The Symbolic Frame of The Turn of the Screw

"This life is worth living, we can say, since it
is what we make it, from the moral point of view."
The Principles of Psychology

"Religion...is a man's total reaction upon life."
The Varieties of Religious Experience

      -- William James



Henry James wrote of the governess in his novella The Turn of the Screw, "[the story exhibits] her relation to her own nature" and "it constitutes no little of a character indeed...that she is able to make her particular credible statement of such strange matters. She has 'authority'" (121). Yet given her youth, what formative experiences can have prepared her to face and make sense her ordeal? The reader is told only that she is the daughter of "a poor country parson" (4) and has read the gothic romances and ghost novels of the time (17). James' novella utilizes conventions of both the gothic and ghost genres but, reflecting the governess' upbringing, can the story also be understood in terms of the Christian paradigm, a world view that acknowledges as Robert Heilman posits, "the struggle of evil to possess the human soul" (215)? Heilman, in his essay The Turn of the Screw as Poem, credibly and exhaustively argues that it can. And perhaps, if one accepts this reading of the story as a retelling of the Christian explanation of the human condition, it can function umbrella-like - a "mobile" under which all other readings may comfortably hang.

Heilman's argument rests on a thorough examination of James' use of recurrent imagery and symbolic language throughout the tale. Step by step, Heilman painstakingly teases out the images associated with the characters. He lists the repeated and various descriptions of the extraordinary "beauty" of Flora and Miles (217), and how they are continually associated with images of "light" (218). He concludes, "their radiance suggests the primal and the universal"; in their innocence, the children represent the archetypes of male and female, Adam and Eve, embodying the potentials of both great achievement and self-destruction (218). As the governess becomes convinced of the children's corruption, the light imagery changes, becomes "glaring" and their youthful innocence gives way to Miles being described "as an older person" while Flora is becoming "an old, old woman" (220).

Likewise, the governess willingly assumes the role of spiritual savior. She "uses words like 'atonement'; she speaks of herself as an 'expiatory victim,' of her 'pure suffering,' and ...of her 'torment'" (224). At the same time, she is determined to "absolutely save" them, "to protect and defend the little creatures," which involves bringing the children to confess their consorting with Evil, embodied especially by Quint, at one point described as a serpent: "his eyes are sharp, strange-awfully; ...rather small and very fixed. His mouth's wide, and his lips are thin..." (220) and both Jessel and Quint want to draw the children into "damnation." Similarly, Heilman examines the way Bly suggests Eden and how the descriptions of the changing seasons contributes to the overall impression of the "spiritual withering that is the story's center" (220). At one point, the governess describes the children as "blameless and foredoomed," suggesting the notion of original sin (225). Thus, the governess fails to save the children because original sin precludes the retention of spiritual innocence. The frame story supports this reading since what better way to "catch the jaded" than to reiterate the original themes of Christianty at a holiday ritual that has perhaps become lacklustre and mechanical?

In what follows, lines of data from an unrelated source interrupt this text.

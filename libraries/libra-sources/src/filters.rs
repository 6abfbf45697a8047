use libra_core::{MediaType, PlayableKind};
use serde::{Deserialize, Serialize};
use serde_json::{Map, Value};

/// Search options keyed by name
///
/// Recognised keys are `types` (kind names, default `["tracks"]`) and
/// `allow_videos` (adds `videos` whenever `tracks` is requested). Other keys
/// are passed through to the sources untouched.
#[derive(Debug, Clone, Default, PartialEq, Serialize, Deserialize)]
#[serde(transparent)]
pub struct SearchFilters(Map<String, Value>);

impl SearchFilters {
    pub fn new() -> Self {
        Self::default()
    }

    /// Restrict the search to `kinds`
    #[must_use]
    pub fn with_types(mut self, kinds: &[PlayableKind]) -> Self {
        let names = kinds.iter().map(|k| Value::from(k.plural())).collect();
        self.0.insert("types".to_string(), Value::Array(names));
        self
    }

    #[must_use]
    pub fn with_allow_videos(mut self, allow: bool) -> Self {
        self.0.insert("allow_videos".to_string(), Value::Bool(allow));
        self
    }

    pub fn get(&self, key: &str) -> Option<&Value> {
        self.0.get(key)
    }

    pub fn insert(&mut self, key: impl Into<String>, value: impl Into<Value>) {
        self.0.insert(key.into(), value.into());
    }

    pub fn allow_videos(&self) -> bool {
        self.0
            .get("allow_videos")
            .and_then(Value::as_bool)
            .unwrap_or(false)
    }

    /// Requested kinds, in request order, without duplicates
    ///
    /// `types` may be an array or a comma-separated string; unknown names are
    /// skipped.
    pub fn kinds(&self) -> Vec<PlayableKind> {
        let names: Vec<String> = match self.0.get("types") {
            Some(Value::Array(items)) => items
                .iter()
                .filter_map(Value::as_str)
                .map(str::to_string)
                .collect(),
            Some(Value::String(joined)) => joined
                .split(',')
                .map(str::trim)
                .filter(|s| !s.is_empty())
                .map(str::to_string)
                .collect(),
            _ => Vec::new(),
        };

        let mut kinds: Vec<PlayableKind> = Vec::new();
        for name in &names {
            if let Ok(kind) = name.parse::<PlayableKind>() {
                if kind != PlayableKind::User && !kinds.contains(&kind) {
                    kinds.push(kind);
                }
            }
        }
        if names.is_empty() {
            kinds.push(PlayableKind::Track);
        }

        if self.allow_videos()
            && kinds.contains(&PlayableKind::Track)
            && !kinds.contains(&PlayableKind::Video)
        {
            kinds.push(PlayableKind::Video);
        }
        kinds
    }

    /// Media types covering [`kinds`](Self::kinds)
    pub fn media_types(&self) -> Vec<MediaType> {
        let mut media_types = Vec::new();
        for media_type in self.kinds().into_iter().filter_map(PlayableKind::media_type) {
            if !media_types.contains(&media_type) {
                media_types.push(media_type);
            }
        }
        media_types
    }

    /// Copy with `types` replaced by the resolved plural names
    pub fn normalized(&self) -> Self {
        let kinds = self.kinds();
        let mut out = self.clone().with_types(&kinds);
        out.0.remove("allow_videos");
        out
    }

    pub fn as_map(&self) -> &Map<String, Value> {
        &self.0
    }
}

impl From<Map<String, Value>> for SearchFilters {
    fn from(map: Map<String, Value>) -> Self {
        Self(map)
    }
}

#[cfg(test)]
mod tests {
    use super::*;
    use serde_json::json;

    fn filters(value: Value) -> SearchFilters {
        serde_json::from_value(value).unwrap()
    }

    #[test]
    fn defaults_to_tracks() {
        assert_eq!(SearchFilters::new().kinds(), vec![PlayableKind::Track]);
        assert_eq!(SearchFilters::new().media_types(), vec![MediaType::Music]);
    }

    #[test]
    fn allow_videos_extends_tracks_only() {
        let with_tracks = filters(json!({"types": ["tracks"], "allow_videos": true}));
        assert_eq!(
            with_tracks.kinds(),
            vec![PlayableKind::Track, PlayableKind::Video]
        );

        let albums_only = filters(json!({"types": ["albums"], "allow_videos": true}));
        assert_eq!(albums_only.kinds(), vec![PlayableKind::Album]);
    }

    #[test]
    fn accepts_comma_separated_types() {
        let f = filters(json!({"types": "albums, artists,albums"}));
        assert_eq!(f.kinds(), vec![PlayableKind::Album, PlayableKind::Artist]);
        assert_eq!(f.media_types(), vec![MediaType::Music]);
    }

    #[test]
    fn unknown_types_are_skipped() {
        let f = filters(json!({"types": ["podcasts", "playlists"]}));
        assert_eq!(f.kinds(), vec![PlayableKind::Playlist]);

        let none_known = filters(json!({"types": ["podcasts"]}));
        assert!(none_known.kinds().is_empty());
    }

    #[test]
    fn normalized_spells_out_kinds() {
        let f = SearchFilters::new().with_allow_videos(true);
        let normalized = f.normalized();
        assert_eq!(normalized.get("types"), Some(&json!(["tracks", "videos"])));
        assert!(normalized.get("allow_videos").is_none());
    }
}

Harold C. Goddard states that the governess is "bent on staging...a heroic drama" (188). Yet this drama is also informed by her religious upbringing; she is a moral heroine as well as a romantic one. And although I think James intended that the reader question the governess' viewpoint - to realize that she is certainly interpreting events "according to her own nature," that she may even be mad and is undoubtedly sexually repressed - he casts a wider net to catch the reader, both psychologically and morally. For we too must interpret the nature of the evil in the story. James confirms this intention when he writes that he wanted to "make the reader's general vision of evil intense enough ...[that] his own experience, his own imagination...will supply him with all the particulars" (123). We follow in the governess' missteps in interpreting according to our own natures.

More importantly, the moral view the governess is operating from, illustrated by the allegorical subtext Heilman so skillfully highlights, is familiar to all readers educated in the Christian/Western tradition. As Heilman remarks, "James has hit upon some fundamental truth of experience that no generation can ignore and that each generation wishes to restate in its own terms" (215). If this pliable thematic skeleton is indeed drawn from our common cultural heritage, the governess' story becomes the "universal story," a comment on the dual nature of man and on the human struggle to make sense of our dilemma. So we are caught in the cultural frame, the screw turns as the story unfolds, and the reader finds herself finally inside the portrait with the governess - looking out.